## To do
The expected output is the complete listing, unchanged.

## Entries shown
//! Narrow interfaces to the hardware the governor controls.
//!
//! The governor never touches the sensor driver, the cpufreq subsystem or
//! the power-off facility directly; it goes through the traits below. The
//! [`PolicyGateway`] wraps a [`CpuPolicy`] and keeps track of who last
//! changed the frequency ceiling.

use async_trait::async_trait;
use serde::{Deserialize, Serialize};
use thiserror::Error;
use utoipa::ToSchema;

use super::freq_table::{FrequencyTable, TableError};
use crate::tracing::prelude::*;

/// Core whose policy and frequency table stand in for the whole CPU.
pub const REFERENCE_CORE: usize = 0;

#[derive(Debug, Error)]
pub enum GatewayError {
    #[error("temperature sensor {sensor_id} unreadable: {reason}")]
    Sensor { sensor_id: u32, reason: String },

    #[error("cpu{core} frequency policy unavailable: {reason}")]
    PolicyUnavailable { core: usize, reason: String },

    #[error("cpu{core} ceiling update to {khz} kHz failed: {reason}")]
    SetCeiling {
        core: usize,
        khz: u32,
        reason: String,
    },

    #[error("cpu{core} could not be brought online: {reason}")]
    Online { core: usize, reason: String },

    #[error("frequency table unusable: {0}")]
    Table(#[from] TableError),
}

#[async_trait]
pub trait TemperatureSensor: Send {
    /// Current temperature of `sensor_id` in °C.
    async fn read_temperature(&mut self, sensor_id: u32) -> Result<i32, GatewayError>;
}

/// The operating system's CPU frequency policy and hotplug control.
#[async_trait]
pub trait CpuPolicy: Send {
    /// Number of possible cores, online or not.
    fn core_count(&self) -> usize;

    /// Current frequency ceiling of `core` in kHz.
    async fn ceiling(&mut self, core: usize) -> Result<u32, GatewayError>;

    async fn set_ceiling(&mut self, core: usize, khz: u32) -> Result<(), GatewayError>;

    async fn is_online(&mut self, core: usize) -> Result<bool, GatewayError>;

    async fn bring_online(&mut self, core: usize) -> Result<(), GatewayError>;

    /// Supported frequencies of `core` in kHz, in any order.
    async fn frequencies(&mut self, core: usize) -> Result<Vec<u32>, GatewayError>;
}

/// System power-off facility.
#[async_trait]
pub trait PowerControl: Send {
    /// Ask for an orderly power-off. Implementations force the power-off
    /// themselves if the orderly path does not complete.
    async fn request_shutdown(&mut self, reason: &str) -> Result<(), GatewayError>;
}

/// Who last changed the frequency ceiling.
#[derive(Debug, Clone, Copy, Default, PartialEq, Eq, Serialize, Deserialize, ToSchema)]
pub struct CeilingOwnership {
    pub changed_externally: bool,
    pub changed_by_governor: bool,
}

impl CeilingOwnership {
    pub fn external_change_pending(&self) -> bool {
        self.changed_externally && !self.changed_by_governor
    }
}

pub struct PolicyGateway {
    policy: Box<dyn CpuPolicy>,
    ownership: CeilingOwnership,
    last_known_khz: Option<u32>,
}

impl PolicyGateway {
    pub fn new(policy: Box<dyn CpuPolicy>) -> Self {
        Self {
            policy,
            ownership: CeilingOwnership::default(),
            last_known_khz: None,
        }
    }

    pub fn ownership(&self) -> CeilingOwnership {
        self.ownership
    }

    /// Read the reference core's ceiling.
    ///
    /// A value different from the last ceiling this gateway saw or applied
    /// means someone else rewrote it, which is recorded as an external
    /// change.
    pub async fn observe_ceiling(&mut self) -> Result<u32, GatewayError> {
        let khz = self.policy.ceiling(REFERENCE_CORE).await?;

        if let Some(known) = self.last_known_khz.filter(|&known| known != khz) {
            debug!(
                known_khz = known,
                observed_khz = khz,
                "Frequency ceiling changed outside the governor"
            );
            self.mark_external_change();
        }

        self.last_known_khz = Some(khz);
        Ok(khz)
    }

    /// Set `khz` as the ceiling of every core.
    ///
    /// All cores are attempted even if some fail; the last failure is
    /// returned. Ownership passes to the governor either way. The recorded
    /// ceiling is what the reference core reports afterwards, so a failed
    /// or clamped write is not mistaken for an external change later.
    pub async fn apply_ceiling(&mut self, khz: u32) -> Result<(), GatewayError> {
        let mut result = Ok(());
        let mut reference_written = false;

        for core in 0..self.policy.core_count() {
            match self.policy.set_ceiling(core, khz).await {
                Ok(()) => {
                    debug!(core, ceiling_khz = khz, "Set CPU frequency ceiling");
                    reference_written |= core == REFERENCE_CORE;
                }
                Err(e) => {
                    warn!(core, ceiling_khz = khz, error = %e, "Failed to set CPU frequency ceiling");
                    result = Err(e);
                }
            }
        }

        self.ownership = CeilingOwnership {
            changed_externally: false,
            changed_by_governor: true,
        };

        if reference_written {
            match self.policy.ceiling(REFERENCE_CORE).await {
                Ok(actual) => {
                    if actual != khz {
                        debug!(requested_khz = khz, actual_khz = actual, "Ceiling write was clamped");
                    }
                    self.last_known_khz = Some(actual);
                }
                Err(e) => warn!(error = %e, "Failed to read back CPU frequency ceiling"),
            }
        }

        result
    }

    /// Bring every offline secondary core back online. Best effort.
    pub async fn online_all(&mut self) {
        for core in (REFERENCE_CORE + 1)..self.policy.core_count() {
            match self.policy.is_online(core).await {
                Ok(true) => {}
                Ok(false) => match self.policy.bring_online(core).await {
                    Ok(()) => info!(core, "Brought CPU back online"),
                    Err(e) => warn!(core, error = %e, "Failed to bring CPU online"),
                },
                Err(e) => warn!(core, error = %e, "Failed to query CPU online state"),
            }
        }
    }

    pub async fn frequency_table(&mut self) -> Result<FrequencyTable, GatewayError> {
        let mut freqs_khz = self.policy.frequencies(REFERENCE_CORE).await?;
        freqs_khz.sort_unstable();
        freqs_khz.dedup();
        Ok(FrequencyTable::new(freqs_khz)?)
    }

    /// Record that something other than the governor wrote the ceiling.
    pub fn mark_external_change(&mut self) {
        self.ownership = CeilingOwnership {
            changed_externally: true,
            changed_by_governor: false,
        };
    }

    /// Take ownership of the ceiling back, e.g. when the governor is
    /// re-enabled.
    pub fn claim_ownership(&mut self) {
        self.ownership = CeilingOwnership {
            changed_externally: false,
            changed_by_governor: true,
        };
    }
}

## Your response
//! Narrow interfaces to the hardware the governor controls.
//!
//! The governor never touches the sensor driver, the cpufreq subsystem or
//! the power-off facility directly; it goes through the traits below. The
//! [`PolicyGateway`] wraps a [`CpuPolicy`] and keeps track of who last
//! changed the frequency ceiling.

use async_trait::async_trait;
use serde::{Deserialize, Serialize};
use thiserror::Error;
use utoipa::ToSchema;

use super::freq_table::{FrequencyTable, TableError};
use crate::tracing::prelude::*;

/// Core whose policy and frequency table stand in for the whole CPU.
pub const REFERENCE_CORE: usize = 0;

#[derive(Debug, Error)]
pub enum GatewayError {
    #[error("temperature sensor {sensor_id} unreadable: {reason}")]
    Sensor { sensor_id: u32, reason: String },

    #[error("cpu{core} frequency policy unavailable: {reason}")]
    PolicyUnavailable { core: usize, reason: String },

    #[error("cpu{core} ceiling update to {khz} kHz failed: {reason}")]
    SetCeiling {
        core: usize,
        khz: u32,
        reason: String,
    },

    #[error("cpu{core} could not be brought online: {reason}")]
    Online { core: usize, reason: String },

    #[error("frequency table unusable: {0}")]
    Table(#[from] TableError),
}

#[async_trait]
pub trait TemperatureSensor: Send {
    /// Current temperature of `sensor_id` in °C.
    async fn read_temperature(&mut self, sensor_id: u32) -> Result<i32, GatewayError>;
}

/// The operating system's CPU frequency policy and hotplug control.
#[async_trait]
pub trait CpuPolicy: Send {
    /// Number of possible cores, online or not.
    fn core_count(&self) -> usize;

    /// Current frequency ceiling of `core` in kHz.
    async fn ceiling(&mut self, core: usize) -> Result<u32, GatewayError>;

    async fn set_ceiling(&mut self, core: usize, khz: u32) -> Result<(), GatewayError>;

    async fn is_online(&mut self, core: usize) -> Result<bool, GatewayError>;

    async fn bring_online(&mut self, core: usize) -> Result<(), GatewayError>;

    /// Supported frequencies of `core` in kHz, in any order.
    async fn frequencies(&mut self, core: usize) -> Result<Vec<u32>, GatewayError>;
}

/// System power-off facility.
#[async_trait]
pub trait PowerControl: Send {
    /// Ask for an orderly power-off. Implementations force the power-off
    /// themselves if the orderly path does not complete.
    async fn request_shutdown(&mut self, reason: &str) -> Result<(), GatewayError>;
}

/// Who last changed the frequency ceiling.
#[derive(Debug, Clone, Copy, Default, PartialEq, Eq, Serialize, Deserialize, ToSchema)]
pub struct CeilingOwnership {
    pub changed_externally: bool,
    pub changed_by_governor: bool,
}

impl CeilingOwnership {
    pub fn external_change_pending(&self) -> bool {
        self.changed_externally && !self.changed_by_governor
    }
}

pub struct PolicyGateway {
    policy: Box<dyn CpuPolicy>,
    ownership: CeilingOwnership,
    last_known_khz: Option<u32>,
}

impl PolicyGateway {
    pub fn new(policy: Box<dyn CpuPolicy>) -> Self {
        Self {
            policy,
            ownership: CeilingOwnership::default(),
            last_known_khz: None,
        }
    }

    pub fn ownership(&self) -> CeilingOwnership {
        self.ownership
    }

    /// Read the reference core's ceiling.
    ///
    /// A value different from the last ceiling this gateway saw or applied
    /// means someone else rewrote it, which is recorded as an external
    /// change.
    pub async fn observe_ceiling(&mut self) -> Result<u32, GatewayError> {
        let khz = self.policy.ceiling(REFERENCE_CORE).await?;

        if let Some(known) = self.last_known_khz.filter(|&known| known != khz) {
            debug!(
                known_khz = known,
                observed_khz = khz,
                "Frequency ceiling changed outside the governor"
            );
            self.mark_external_change();
        }

        self.last_known_khz = Some(khz);
        Ok(khz)
    }

    /// Set `khz` as the ceiling of every core.
    ///
    /// All cores are attempted even if some fail; the last failure is
    /// returned. Ownership passes to the governor either way. The recorded
    /// ceiling is what the reference core reports afterwards, so a failed
    /// or clamped write is not mistaken for an external change later.
    pub async fn apply_ceiling(&mut self, khz: u32) -> Result<(), GatewayError> {
        let mut result = Ok(());
        let mut reference_written = false;

        for core in 0..self.policy.core_count() {
            match self.policy.set_ceiling(core, khz).await {
                Ok(()) => {
                    debug!(core, ceiling_khz = khz, "Set CPU frequency ceiling");
                    reference_written |= core == REFERENCE_CORE;
                }
                Err(e) => {
                    warn!(core, ceiling_khz = khz, error = %e, "Failed to set CPU frequency ceiling");
                    result = Err(e);
                }
            }
        }

        self.ownership = CeilingOwnership {
            changed_externally: false,
            changed_by_governor: true,
        };

        if reference_written {
            match self.policy.ceiling(REFERENCE_CORE).await {
                Ok(actual) => {
                    if actual != khz {
                        debug!(requested_khz = khz, actual_khz = actual, "Ceiling write was clamped");
                    }
                    self.last_known_khz = Some(actual);
                }
                Err(e) => warn!(error = %e, "Failed to read back CPU frequency ceiling"),
            }
        }

        result
    }

    /// Bring every offline secondary core back online. Best effort.
    pub async fn online_all(&mut self) {
        for core in (REFERENCE_CORE + 1)..self.policy.core_count() {
            match self.policy.is_online(core).await {
                Ok(true) => {}
                Ok(false) => match self.policy.bring_online(core).await {
                    Ok(()) => info!(core, "Brought CPU back online"),
                    Err(e) => warn!(core, error = %e, "Failed to bring CPU online"),
                },
                Err(e) => warn!(core, error = %e, "Failed to query CPU online state"),
            }
        }
    }

    pub async fn frequency_table(&mut self) -> Result<FrequencyTable, GatewayError> {
        let mut freqs_khz = self.policy.frequencies(REFERENCE_CORE).await?;
        freqs_khz.sort_unstable();
        freqs_khz.dedup();
        Ok(FrequencyTable::new(freqs_khz)?)
    }

    /// Record that something other than the governor wrote the ceiling.
    pub fn mark_external_change(&mut self) {
        self.ownership = CeilingOwnership {
            changed_externally: true,
            changed_by_governor: false,
        };
    }

    /// Take ownership of the ceiling back, e.g. when the governor is
    /// re-enabled.
    pub fn claim_ownership(&mut self) {
        self.ownership = CeilingOwnership {
            changed_externally: false,
            changed_by_governor: true,
        };
    }
}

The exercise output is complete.